Oncogene expression in carotid body tumors.

BACKGROUND

The genetic etiology of carotid body tumors is suggested by the familial occurrence of the neoplasm. Environmental influences are also implied by the fact that the tumor is more common in those living at high altitudes. However, the development of sporadic tumors occurring at sea level, which account for the majority of cases, remains unknown.

METHODS

The clinical and pathologic features of 13 carotid body tumors excised in 13 patients were reviewed. Two patients had bilateral tumors, one with a strong family history, and two patients had recurrent carotid body tumors. All tumors were benign except for one that had local lymph gland metastases. All patients were followed up for a period ranging from 1 to 17 years.
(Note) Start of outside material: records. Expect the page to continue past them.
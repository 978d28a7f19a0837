//! Horizontal rules

/// Position of a horizontal rule in a table
#[derive(Debug, Clone, Copy, PartialEq, Eq)]
pub enum RuleStyle {
    Top,
    Mid,
    Bottom,
}

impl RuleStyle {
    /// Booktabs rule, or `\hline` for plain tables
    pub fn to_latex(self, booktabs: bool) -> &'static str {
        if !booktabs {
            return "\\hline";
        }
        match self {
            RuleStyle::Top => "\\toprule",
            RuleStyle::Mid => "\\midrule",
            RuleStyle::Bottom => "\\bottomrule",
        }
    }
}
impl TableAssembler {
    pub fn new(options: TableOptions) -> Self {
        Self {
            options,
            ..Default::default()
        }
    }

    pub fn options(&self) -> &TableOptions {
        &self.options
    }

    /// Parse `source` and collect its documentation. Parse diagnostics are
    /// kept alongside the table diagnostics.
    pub fn add_source(&mut self, source: &str) {
        let parse = parse(source);
        self.diagnostics.extend(parse.diagnostics().clone());
        self.collect(&parse.syntax());
    }

    /// Read `path` and collect its documentation
    pub fn add_file(&mut self, path: impl AsRef<Path>) -> Result<()> {
        let path = path.as_ref();
        let source = fs::read_to_string(path).map_err(|source| XmlDocError::io(path, source))?;
        debug!(path = %path.display(), bytes = source.len(), "collecting documentation");
        self.add_source(&source);
        Ok(())
    }

    /// Collect the documentation of an already parsed tree
    pub fn collect(&mut self, root: &SyntaxNode) {
        self.line_index = Some(LineIndex::new(&root.text().to_string()));
        let options = WalkOptions {
            strict_ownership: self.options.strict_ownership,
        };
        walk_with_options(root, self, options);
        self.line_index = None;
    }

    pub fn diagnostics(&self) -> &Diagnostics {
        &self.diagnostics
    }

    /// Hand out the diagnostics gathered so far, e.g. between files
    pub fn take_diagnostics(&mut self) -> Diagnostics {
        std::mem::take(&mut self.diagnostics)
    }

    pub fn finish(self) -> DocTables {
        DocTables {
            class_table: self.class_table,
            class_count: self.class_count,
            members: self.members,
            diagnostics: self.diagnostics,
        }
    }

    /// Member tables for the owner of `declaration`, created on first use
    fn owner(&mut self, declaration: Declaration) -> &mut ClassMembers {
        let key = group_key(&declaration, self.options.owner_keys);
        self.members.entry(key).or_default()
    }

    fn diagnostic_at(&self, diag: Diagnostic, doc: &DocComment) -> Diagnostic {
        match &self.line_index {
            Some(index) => {
                let (line, column) = index.location(doc.syntax().text_range().start().into());
                diag.with_location(line, column)
            }
            None => diag,
        }
    }

    /// Escaped summary cell. Records a warning when the summary is empty.
    fn summary(&mut self, doc: &DocComment, kind: DeclKind, name: &str) -> String {
        let mut text = extract(doc, &self.options.summary_field, self.options.field_match);
        if self.options.decode_entities {
            text = decode_entities(&text);
        }
        if text.is_empty() {
            let diag = Diagnostic::warning(format!(
                "{} '{}' has no <{}> text",
                kind, name, self.options.summary_field
            ));
            let diag = self.diagnostic_at(diag, doc);
            self.diagnostics.add(diag);
        }
        escape(&text)
    }

    fn add_type_row(&mut self, kind: DeclKind, name: &str, doc: &DocComment) {
        let summary = self.summary(doc, kind, name);
        let row = format!("{} & {} \\\\", escape(name), summary);
        push_row(&mut self.class_table, &row);
        self.class_count += 1;
    }

    /// `\\` followed by the continuation marker, if there is one
    fn wide_row_end(&self) -> String {
        if self.options.row_continuation.is_empty() {
            "\\\\".to_string()
        } else {
            format!("\\\\ {}", self.options.row_continuation)
        }
    }
}

impl DocHandler for TableAssembler {
    fn on_class(&mut self, class: &ClassDecl, doc: &DocComment) {
        self.add_type_row(DeclKind::Class, &class.name(), doc);
    }

    fn on_struct(&mut self, st: &StructDecl, doc: &DocComment) {
        self.add_type_row(DeclKind::Struct, &st.name(), doc);
    }

    fn on_field(&mut self, field: &FieldDecl, doc: &DocComment) {
        let names: Vec<String> = field.variables().map(|v| v.name()).collect();
        let summary = self.summary(doc, DeclKind::Field, &names.join(", "));
        let modifiers = escape(&field.modifiers());
        let ty = escape(&field.ty());
        let wide = self.options.wide_cell(&summary);
        let end = self.wide_row_end();

        let rows: Vec<String> = names
            .iter()
            .map(|name| format!("{} & {} & {} & {} {}", escape(name), modifiers, ty, wide, end))
            .collect();
        let members = self.owner(Declaration::Field(field.clone()));
        for row in &rows {
            members.add_field(row);
        }
    }

    fn on_property(&mut self, property: &PropertyDecl, doc: &DocComment) {
        let name = property.name();
        let summary = self.summary(doc, DeclKind::Property, &name);
        let accessors = property
            .accessor_list()
            .map(|list| list.signature())
            .unwrap_or_else(|| DEFAULT_ACCESSORS.to_string());
        let row = format!(
            "{} & {} & {} & {} & {} \\\\",
            escape(&name),
            escape(&property.modifiers()),
            escape(&property.ty()),
            escape(&accessors),
            summary
        );
        self.owner(Declaration::Property(property.clone()))
            .add_property(&row);
    }

    fn on_method(&mut self, method: &MethodDecl, doc: &DocComment) {
        let name = method.name();
        let summary = self.summary(doc, DeclKind::Method, &name);
        let row = format!(
            "{} & {} & {} & {} & {} \\\\",
            escape(&name),
            escape(&method.modifiers()),
            escape(&method.return_type()),
            escape(&method.parameter_list()),
            summary
        );
        self.owner(Declaration::Method(method.clone())).add_method(&row);
    }

    fn on_constructor(&mut self, constructor: &ConstructorDecl, doc: &DocComment) {
        let name = constructor.name();
        let summary = self.summary(doc, DeclKind::Constructor, &name);
        let row = format!(
            "{} & {} & {} & {} {}",
            escape(&name),
            escape(&constructor.modifiers()),
            escape(&constructor.parameter_list()),
            self.options.wide_cell(&summary),
            self.wide_row_end()
        );
        self.owner(Declaration::Constructor(constructor.clone()))
            .add_constructor(&row);
    }

    fn on_unresolved(&mut self, doc: &DocComment) {
        let diag = Diagnostic::info(
            "documentation comment is not attached to a class, struct, field, property, method or constructor",
        );
        let diag = self.diagnostic_at(diag, doc);
        self.diagnostics.add(diag);
    }
}
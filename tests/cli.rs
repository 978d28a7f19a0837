//! Command-line tests

use assert_cmd::Command;
use predicates::prelude::*;
use std::fs;
use tempfile::tempdir;

const SOURCE: &str = r#"
/// <summary>Does X.</summary>
public class Foo
{
    /// <summary>counter</summary>
    private int x;

    /// <summary>Runs it</summary>
    public void Run() { }
}
"#;

fn cli() -> Command {
    let mut cmd = Command::cargo_bin("xmldoc-tables").unwrap();
    cmd.env_remove("XMLDOC_TABLES_LOG");
    cmd
}

#[test]
fn test_raw_rows_from_stdin() {
    cli()
        .write_stdin(SOURCE)
        .assert()
        .success()
        .stdout(predicate::str::starts_with("% Types\nFoo & Does X. \\\\\n"))
        .stdout(predicate::str::contains("% Foo: Fields\nx & private & int & "))
        .stdout(predicate::str::contains(
            "% Foo: Methods\nRun & public & void & () & Runs it \\\\\n",
        ));
}

#[test]
fn test_latex_format_from_file() {
    let dir = tempdir().unwrap();
    let input = dir.path().join("Foo.cs");
    fs::write(&input, SOURCE).unwrap();

    cli()
        .arg(&input)
        .args(["--format", "latex", "--booktabs"])
        .assert()
        .success()
        .stdout(predicate::str::contains("\\begin{tabular}").count(3))
        .stdout(predicate::str::contains("\\toprule"))
        .stdout(predicate::str::contains("\\multicolumn{2}{p{0.45\\linewidth}}{counter}"));
}

#[test]
fn test_output_directory() {
    let dir = tempdir().unwrap();
    let out = dir.path().join("tables");

    cli()
        .arg("-o")
        .arg(&out)
        .write_stdin(SOURCE)
        .assert()
        .success()
        .stdout(predicate::str::is_empty());

    assert_eq!(
        fs::read_to_string(out.join("classes.tex")).unwrap(),
        "Foo & Does X. \\\\\n"
    );
    assert_eq!(
        fs::read_to_string(out.join("Foo.methods.tex")).unwrap(),
        "Run & public & void & () & Runs it \\\\\n"
    );
    assert!(out.join("Foo.fields.tex").exists());
    assert!(!out.join("Foo.properties.tex").exists());
}

#[test]
fn test_colliding_owner_file_names() {
    let dir = tempdir().unwrap();
    let out = dir.path().join("tables");
    let source = "class Ünï {\n  /// <summary>a</summary>\n  int a;\n}\n\
                  class _n_ {\n  /// <summary>b</summary>\n  int b;\n}\n";

    cli().arg("-o").arg(&out).write_stdin(source).assert().success();

    assert!(fs::read_to_string(out.join("_n_.fields.tex"))
        .unwrap()
        .starts_with("a & "));
    assert!(fs::read_to_string(out.join("_n_-2.fields.tex"))
        .unwrap()
        .starts_with("b & "));
}

#[test]
fn test_unwritable_output_directory() {
    let dir = tempdir().unwrap();
    let file = dir.path().join("taken");
    fs::write(&file, "").unwrap();

    cli()
        .arg("-o")
        .arg(&file)
        .write_stdin(SOURCE)
        .assert()
        .failure()
        .stderr(predicate::str::contains("failed to create the output directory"));
}

#[test]
fn test_json_format() {
    cli()
        .args(["--format", "json"])
        .write_stdin(SOURCE)
        .assert()
        .success()
        .stdout(predicate::str::contains("\"class_table\""))
        .stdout(predicate::str::contains("\"Foo\""));
}

#[test]
fn test_summary_field_flag() {
    cli()
        .args(["--summary-field", "remarks"])
        .write_stdin("/// <remarks>Noted.</remarks>\nclass R { }")
        .assert()
        .success()
        .stdout(predicate::str::contains("R & Noted. \\\\"));
}

#[test]
fn test_syntax_errors_are_reported() {
    let broken = "/// <summary>kept</summary>\nclass C { ) }";

    cli()
        .write_stdin(broken)
        .assert()
        .success()
        .stdout(predicate::str::contains("C & kept"))
        .stderr(predicate::str::contains("<stdin>:"))
        .stderr(predicate::str::contains("error"));

    cli()
        .arg("--quiet")
        .write_stdin(broken)
        .assert()
        .success()
        .stderr(predicate::str::is_empty());

    cli()
        .arg("--strict")
        .write_stdin(broken)
        .assert()
        .failure()
        .stderr(predicate::str::contains("--strict"));
}

#[test]
fn test_missing_input_file() {
    cli()
        .arg("does-not-exist.cs")
        .assert()
        .failure()
        .stderr(predicate::str::contains("failed to read does-not-exist.cs"));
}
Each tumor was examined for the oncoproteins c-myc, bcl-2 c-erbB-2, c-erbB-3 and c-jun and for the proliferating cell nuclear antigen (PCNA) by immunohistochemistry.

RESULTS

c-myc immunoreactivity was observed in all tumors and, in 12 of 13 cases, was present in more than 10% of tumor cells, bcl-2 immunoreactivity was found in 11 cases with 6 tumors exhibiting more than 10% immunopositive cells, c-jun expression was found in 5 cases with 3 tumors containing more than 10% immunopositive cells. Only two tumors were positive for c-erb-B2 immunoreactivity with a cytoplasmic staining pattern. One tumor was positive for c-erb-B3.

CONCLUSIONS

The oncogenes c-myc, bcl-2 and c-jun, are abnormally expressed in some carotid body tumors. Their expression may contribute to the genesis of carotid body tumors.